- _WHAT TO DO_: Only the lines from the start of the entries up to and including the line with "pub fn tag(&self)" should be written out, exactly as they stand.

----------

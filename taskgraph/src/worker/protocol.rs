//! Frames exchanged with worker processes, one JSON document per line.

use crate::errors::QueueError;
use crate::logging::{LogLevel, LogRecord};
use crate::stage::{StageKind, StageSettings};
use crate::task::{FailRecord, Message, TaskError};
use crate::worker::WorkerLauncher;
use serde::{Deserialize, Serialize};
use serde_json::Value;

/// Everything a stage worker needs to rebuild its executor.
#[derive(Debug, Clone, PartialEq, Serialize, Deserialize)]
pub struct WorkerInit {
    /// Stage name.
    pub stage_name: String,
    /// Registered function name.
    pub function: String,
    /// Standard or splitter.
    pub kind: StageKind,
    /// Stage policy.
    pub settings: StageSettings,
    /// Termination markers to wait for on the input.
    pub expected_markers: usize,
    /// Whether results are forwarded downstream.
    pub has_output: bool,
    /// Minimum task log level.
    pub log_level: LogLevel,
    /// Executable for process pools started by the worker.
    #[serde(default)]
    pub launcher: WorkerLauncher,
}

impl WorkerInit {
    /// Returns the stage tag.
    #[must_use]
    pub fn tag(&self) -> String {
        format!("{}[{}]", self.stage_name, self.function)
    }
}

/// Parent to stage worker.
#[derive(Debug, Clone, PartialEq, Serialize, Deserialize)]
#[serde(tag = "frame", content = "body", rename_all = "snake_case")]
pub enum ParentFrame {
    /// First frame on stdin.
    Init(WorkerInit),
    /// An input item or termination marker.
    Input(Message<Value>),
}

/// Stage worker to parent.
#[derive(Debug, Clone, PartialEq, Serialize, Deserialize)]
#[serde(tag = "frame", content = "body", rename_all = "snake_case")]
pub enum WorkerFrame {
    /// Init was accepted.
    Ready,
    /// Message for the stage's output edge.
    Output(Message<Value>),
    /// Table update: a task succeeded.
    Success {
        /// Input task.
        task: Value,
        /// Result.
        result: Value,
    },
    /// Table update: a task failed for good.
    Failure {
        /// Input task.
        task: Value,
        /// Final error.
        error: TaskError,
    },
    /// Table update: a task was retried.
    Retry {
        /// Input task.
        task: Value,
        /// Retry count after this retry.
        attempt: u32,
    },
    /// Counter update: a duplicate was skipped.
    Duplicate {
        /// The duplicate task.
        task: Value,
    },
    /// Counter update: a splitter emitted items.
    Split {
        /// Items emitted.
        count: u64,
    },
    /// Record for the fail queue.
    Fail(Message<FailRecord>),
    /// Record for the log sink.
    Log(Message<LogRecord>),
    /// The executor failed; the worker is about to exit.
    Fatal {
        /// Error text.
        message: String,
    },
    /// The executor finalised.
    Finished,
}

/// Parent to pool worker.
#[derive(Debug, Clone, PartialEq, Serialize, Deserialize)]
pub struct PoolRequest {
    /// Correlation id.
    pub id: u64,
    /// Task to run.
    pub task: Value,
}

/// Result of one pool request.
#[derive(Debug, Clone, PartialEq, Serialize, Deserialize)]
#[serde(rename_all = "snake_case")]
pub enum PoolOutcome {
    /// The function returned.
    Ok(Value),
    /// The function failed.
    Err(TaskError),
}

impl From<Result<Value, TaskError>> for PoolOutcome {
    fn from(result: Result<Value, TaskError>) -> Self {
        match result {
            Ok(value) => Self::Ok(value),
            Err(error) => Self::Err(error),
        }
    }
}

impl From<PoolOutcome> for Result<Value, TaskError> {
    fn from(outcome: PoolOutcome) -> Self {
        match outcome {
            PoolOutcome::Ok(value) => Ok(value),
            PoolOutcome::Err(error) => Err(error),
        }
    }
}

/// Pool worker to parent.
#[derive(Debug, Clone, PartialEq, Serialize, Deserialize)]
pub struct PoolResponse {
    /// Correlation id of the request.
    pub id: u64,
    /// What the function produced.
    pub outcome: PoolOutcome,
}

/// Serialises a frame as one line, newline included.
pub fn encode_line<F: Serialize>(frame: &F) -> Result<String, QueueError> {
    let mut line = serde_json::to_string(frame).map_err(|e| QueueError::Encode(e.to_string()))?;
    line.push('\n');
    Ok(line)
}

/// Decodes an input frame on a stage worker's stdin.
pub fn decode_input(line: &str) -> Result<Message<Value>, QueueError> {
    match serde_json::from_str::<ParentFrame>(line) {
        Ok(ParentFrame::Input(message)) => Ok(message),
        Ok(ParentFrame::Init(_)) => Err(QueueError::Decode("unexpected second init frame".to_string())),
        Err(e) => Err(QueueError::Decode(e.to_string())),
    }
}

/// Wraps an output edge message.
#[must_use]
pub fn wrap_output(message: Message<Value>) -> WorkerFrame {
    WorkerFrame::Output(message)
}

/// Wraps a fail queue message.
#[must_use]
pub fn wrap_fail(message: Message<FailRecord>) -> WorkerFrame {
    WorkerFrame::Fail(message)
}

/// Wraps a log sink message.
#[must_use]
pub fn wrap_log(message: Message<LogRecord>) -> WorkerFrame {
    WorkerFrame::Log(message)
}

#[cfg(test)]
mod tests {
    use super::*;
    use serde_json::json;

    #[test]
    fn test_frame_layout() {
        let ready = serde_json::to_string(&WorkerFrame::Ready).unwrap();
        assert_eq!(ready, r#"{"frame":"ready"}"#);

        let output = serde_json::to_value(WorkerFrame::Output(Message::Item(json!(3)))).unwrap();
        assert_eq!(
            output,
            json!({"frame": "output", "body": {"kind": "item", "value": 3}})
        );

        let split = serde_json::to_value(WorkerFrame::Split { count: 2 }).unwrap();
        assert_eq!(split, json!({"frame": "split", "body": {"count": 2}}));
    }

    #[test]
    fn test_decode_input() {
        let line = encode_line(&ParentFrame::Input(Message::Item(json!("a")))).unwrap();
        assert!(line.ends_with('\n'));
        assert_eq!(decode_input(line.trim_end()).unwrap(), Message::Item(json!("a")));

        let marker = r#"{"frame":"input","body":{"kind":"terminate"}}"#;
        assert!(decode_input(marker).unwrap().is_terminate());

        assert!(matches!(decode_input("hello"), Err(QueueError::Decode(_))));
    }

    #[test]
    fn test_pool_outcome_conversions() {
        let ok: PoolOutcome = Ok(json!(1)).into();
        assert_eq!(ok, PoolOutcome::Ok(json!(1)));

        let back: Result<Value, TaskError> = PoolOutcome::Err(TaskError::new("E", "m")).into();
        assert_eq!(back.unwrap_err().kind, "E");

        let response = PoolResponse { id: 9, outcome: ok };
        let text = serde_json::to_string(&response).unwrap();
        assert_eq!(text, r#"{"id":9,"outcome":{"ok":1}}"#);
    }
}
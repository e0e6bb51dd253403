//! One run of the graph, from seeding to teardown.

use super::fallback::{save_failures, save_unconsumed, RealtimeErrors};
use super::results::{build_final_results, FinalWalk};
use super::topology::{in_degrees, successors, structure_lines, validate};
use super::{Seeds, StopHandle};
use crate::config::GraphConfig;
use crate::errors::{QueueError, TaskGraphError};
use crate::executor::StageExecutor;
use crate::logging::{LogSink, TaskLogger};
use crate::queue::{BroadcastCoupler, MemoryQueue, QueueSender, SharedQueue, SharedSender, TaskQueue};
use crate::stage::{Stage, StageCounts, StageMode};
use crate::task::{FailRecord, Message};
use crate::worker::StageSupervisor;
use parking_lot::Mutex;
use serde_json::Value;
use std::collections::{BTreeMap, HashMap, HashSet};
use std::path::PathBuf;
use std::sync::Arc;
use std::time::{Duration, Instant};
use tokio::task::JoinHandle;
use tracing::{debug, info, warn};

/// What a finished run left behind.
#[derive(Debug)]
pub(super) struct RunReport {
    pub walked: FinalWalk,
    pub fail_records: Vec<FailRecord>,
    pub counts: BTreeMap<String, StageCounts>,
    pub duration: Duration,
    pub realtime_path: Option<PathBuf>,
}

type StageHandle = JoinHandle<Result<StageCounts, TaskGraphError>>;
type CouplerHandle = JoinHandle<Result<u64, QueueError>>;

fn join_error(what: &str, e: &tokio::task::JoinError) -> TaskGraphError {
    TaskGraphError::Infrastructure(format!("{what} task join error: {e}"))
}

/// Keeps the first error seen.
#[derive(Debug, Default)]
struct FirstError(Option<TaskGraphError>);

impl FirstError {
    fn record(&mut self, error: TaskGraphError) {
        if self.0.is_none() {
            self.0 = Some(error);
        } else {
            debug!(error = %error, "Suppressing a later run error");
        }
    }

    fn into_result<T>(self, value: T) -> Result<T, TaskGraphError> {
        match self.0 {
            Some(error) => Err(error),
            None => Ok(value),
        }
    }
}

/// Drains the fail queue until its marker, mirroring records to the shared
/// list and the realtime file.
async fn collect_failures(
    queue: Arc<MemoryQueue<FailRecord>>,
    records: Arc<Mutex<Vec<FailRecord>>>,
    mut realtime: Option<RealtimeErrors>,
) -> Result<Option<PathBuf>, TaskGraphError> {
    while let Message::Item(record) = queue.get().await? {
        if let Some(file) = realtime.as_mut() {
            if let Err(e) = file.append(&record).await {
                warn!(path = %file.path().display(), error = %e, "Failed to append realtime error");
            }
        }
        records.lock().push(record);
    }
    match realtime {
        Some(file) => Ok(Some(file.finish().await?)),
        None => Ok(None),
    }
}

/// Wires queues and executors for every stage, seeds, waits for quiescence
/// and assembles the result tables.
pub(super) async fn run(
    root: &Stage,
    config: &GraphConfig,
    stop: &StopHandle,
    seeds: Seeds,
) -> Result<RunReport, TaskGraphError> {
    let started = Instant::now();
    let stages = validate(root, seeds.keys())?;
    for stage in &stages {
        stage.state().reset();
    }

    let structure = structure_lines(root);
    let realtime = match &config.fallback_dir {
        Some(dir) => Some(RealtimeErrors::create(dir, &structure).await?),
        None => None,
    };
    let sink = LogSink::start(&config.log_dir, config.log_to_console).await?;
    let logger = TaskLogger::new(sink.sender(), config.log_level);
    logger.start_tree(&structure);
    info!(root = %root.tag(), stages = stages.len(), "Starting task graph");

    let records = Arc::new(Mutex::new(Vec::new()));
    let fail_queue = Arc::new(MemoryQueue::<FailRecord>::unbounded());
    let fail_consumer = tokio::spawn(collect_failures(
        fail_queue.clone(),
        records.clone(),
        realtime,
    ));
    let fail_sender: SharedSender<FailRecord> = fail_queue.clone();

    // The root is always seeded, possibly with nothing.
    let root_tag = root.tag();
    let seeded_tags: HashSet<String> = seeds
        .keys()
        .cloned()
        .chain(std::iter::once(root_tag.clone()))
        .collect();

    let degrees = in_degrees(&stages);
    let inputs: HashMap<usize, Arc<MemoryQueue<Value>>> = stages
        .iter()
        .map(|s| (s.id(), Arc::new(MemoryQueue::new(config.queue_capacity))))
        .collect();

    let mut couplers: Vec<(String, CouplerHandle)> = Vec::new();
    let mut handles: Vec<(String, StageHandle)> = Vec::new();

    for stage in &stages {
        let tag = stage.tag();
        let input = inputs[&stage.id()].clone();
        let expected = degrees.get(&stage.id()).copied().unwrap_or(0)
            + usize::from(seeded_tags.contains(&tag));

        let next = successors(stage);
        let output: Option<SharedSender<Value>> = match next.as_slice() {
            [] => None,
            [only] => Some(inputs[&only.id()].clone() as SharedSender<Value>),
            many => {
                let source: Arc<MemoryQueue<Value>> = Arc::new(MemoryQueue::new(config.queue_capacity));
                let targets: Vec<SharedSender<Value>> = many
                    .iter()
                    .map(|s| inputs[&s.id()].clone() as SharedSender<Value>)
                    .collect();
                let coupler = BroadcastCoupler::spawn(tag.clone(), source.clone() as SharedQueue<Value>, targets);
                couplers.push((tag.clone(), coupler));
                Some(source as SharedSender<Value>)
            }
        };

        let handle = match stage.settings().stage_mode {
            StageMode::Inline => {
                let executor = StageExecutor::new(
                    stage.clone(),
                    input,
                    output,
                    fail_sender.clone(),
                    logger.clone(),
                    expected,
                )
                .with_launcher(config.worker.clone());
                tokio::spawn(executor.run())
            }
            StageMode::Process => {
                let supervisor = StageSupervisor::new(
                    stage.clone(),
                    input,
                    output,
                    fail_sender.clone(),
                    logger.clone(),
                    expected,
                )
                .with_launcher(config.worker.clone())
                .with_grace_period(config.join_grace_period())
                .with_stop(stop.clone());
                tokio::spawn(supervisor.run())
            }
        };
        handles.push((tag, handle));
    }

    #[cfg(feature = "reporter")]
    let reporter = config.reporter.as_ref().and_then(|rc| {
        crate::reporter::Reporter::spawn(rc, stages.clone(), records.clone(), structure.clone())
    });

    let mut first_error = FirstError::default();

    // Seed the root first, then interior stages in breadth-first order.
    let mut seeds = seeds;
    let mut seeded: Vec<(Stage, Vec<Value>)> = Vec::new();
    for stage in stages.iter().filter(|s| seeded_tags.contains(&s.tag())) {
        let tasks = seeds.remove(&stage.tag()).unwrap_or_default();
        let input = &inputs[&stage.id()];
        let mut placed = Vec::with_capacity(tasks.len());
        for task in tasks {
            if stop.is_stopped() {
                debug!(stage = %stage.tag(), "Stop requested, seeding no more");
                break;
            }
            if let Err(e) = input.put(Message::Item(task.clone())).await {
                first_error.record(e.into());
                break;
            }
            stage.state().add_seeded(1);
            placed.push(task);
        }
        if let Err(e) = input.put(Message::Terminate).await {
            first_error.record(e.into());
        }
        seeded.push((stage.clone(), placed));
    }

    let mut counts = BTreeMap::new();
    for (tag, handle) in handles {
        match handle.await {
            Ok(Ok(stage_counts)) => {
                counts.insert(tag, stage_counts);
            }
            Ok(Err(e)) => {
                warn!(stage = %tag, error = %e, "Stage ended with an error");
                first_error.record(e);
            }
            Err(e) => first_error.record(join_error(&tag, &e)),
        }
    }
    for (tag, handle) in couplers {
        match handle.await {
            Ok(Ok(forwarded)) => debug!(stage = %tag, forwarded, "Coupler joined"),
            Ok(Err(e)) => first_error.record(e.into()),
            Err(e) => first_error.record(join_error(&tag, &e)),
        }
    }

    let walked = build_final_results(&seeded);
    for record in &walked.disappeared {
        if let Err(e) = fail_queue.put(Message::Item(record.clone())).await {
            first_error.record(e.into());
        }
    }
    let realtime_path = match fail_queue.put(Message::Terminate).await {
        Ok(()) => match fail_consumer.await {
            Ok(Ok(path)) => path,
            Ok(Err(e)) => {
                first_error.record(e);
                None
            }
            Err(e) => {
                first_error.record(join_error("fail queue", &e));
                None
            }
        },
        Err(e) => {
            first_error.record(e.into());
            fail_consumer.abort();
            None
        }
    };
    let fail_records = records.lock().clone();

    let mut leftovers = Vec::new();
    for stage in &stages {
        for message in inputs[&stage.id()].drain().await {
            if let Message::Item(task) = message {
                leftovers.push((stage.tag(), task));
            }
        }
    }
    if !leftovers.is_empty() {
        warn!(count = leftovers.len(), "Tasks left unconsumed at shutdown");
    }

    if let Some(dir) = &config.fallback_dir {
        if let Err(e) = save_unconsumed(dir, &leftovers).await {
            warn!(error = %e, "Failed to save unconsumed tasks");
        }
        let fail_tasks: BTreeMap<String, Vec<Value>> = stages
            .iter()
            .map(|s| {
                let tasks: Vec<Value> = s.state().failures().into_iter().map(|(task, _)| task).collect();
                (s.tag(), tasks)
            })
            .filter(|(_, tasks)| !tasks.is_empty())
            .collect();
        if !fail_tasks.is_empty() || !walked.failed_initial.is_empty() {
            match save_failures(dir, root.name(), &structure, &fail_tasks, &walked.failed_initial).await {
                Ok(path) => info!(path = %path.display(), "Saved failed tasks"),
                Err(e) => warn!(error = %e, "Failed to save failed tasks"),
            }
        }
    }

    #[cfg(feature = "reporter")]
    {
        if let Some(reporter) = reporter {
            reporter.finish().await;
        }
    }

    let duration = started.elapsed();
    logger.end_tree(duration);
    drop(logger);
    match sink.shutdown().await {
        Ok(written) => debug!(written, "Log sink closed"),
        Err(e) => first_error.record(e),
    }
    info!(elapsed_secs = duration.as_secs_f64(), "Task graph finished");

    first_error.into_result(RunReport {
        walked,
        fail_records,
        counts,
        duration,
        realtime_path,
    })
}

----------

- _ANSWER TO THE PROBLEM_:
filename taskgraph/src/worker/protocol.rs
//! Frames exchanged with worker processes, one JSON document per line.

use crate::errors::QueueError;
use crate::logging::{LogLevel, LogRecord};
use crate::stage::{StageKind, StageSettings};
use crate::task::{FailRecord, Message, TaskError};
use crate::worker::WorkerLauncher;
use serde::{Deserialize, Serialize};
use serde_json::Value;

/// Everything a stage worker needs to rebuild its executor.
#[derive(Debug, Clone, PartialEq, Serialize, Deserialize)]
pub struct WorkerInit {
    /// Stage name.
    pub stage_name: String,
    /// Registered function name.
    pub function: String,
    /// Standard or splitter.
    pub kind: StageKind,
    /// Stage policy.
    pub settings: StageSettings,
    /// Termination markers to wait for on the input.
    pub expected_markers: usize,
    /// Whether results are forwarded downstream.
    pub has_output: bool,
    /// Minimum task log level.
    pub log_level: LogLevel,
    /// Executable for process pools started by the worker.
    #[serde(default)]
    pub launcher: WorkerLauncher,
}

impl WorkerInit {
    /// Returns the stage tag.
    #[must_use]
    pub fn tag(&self) -> String {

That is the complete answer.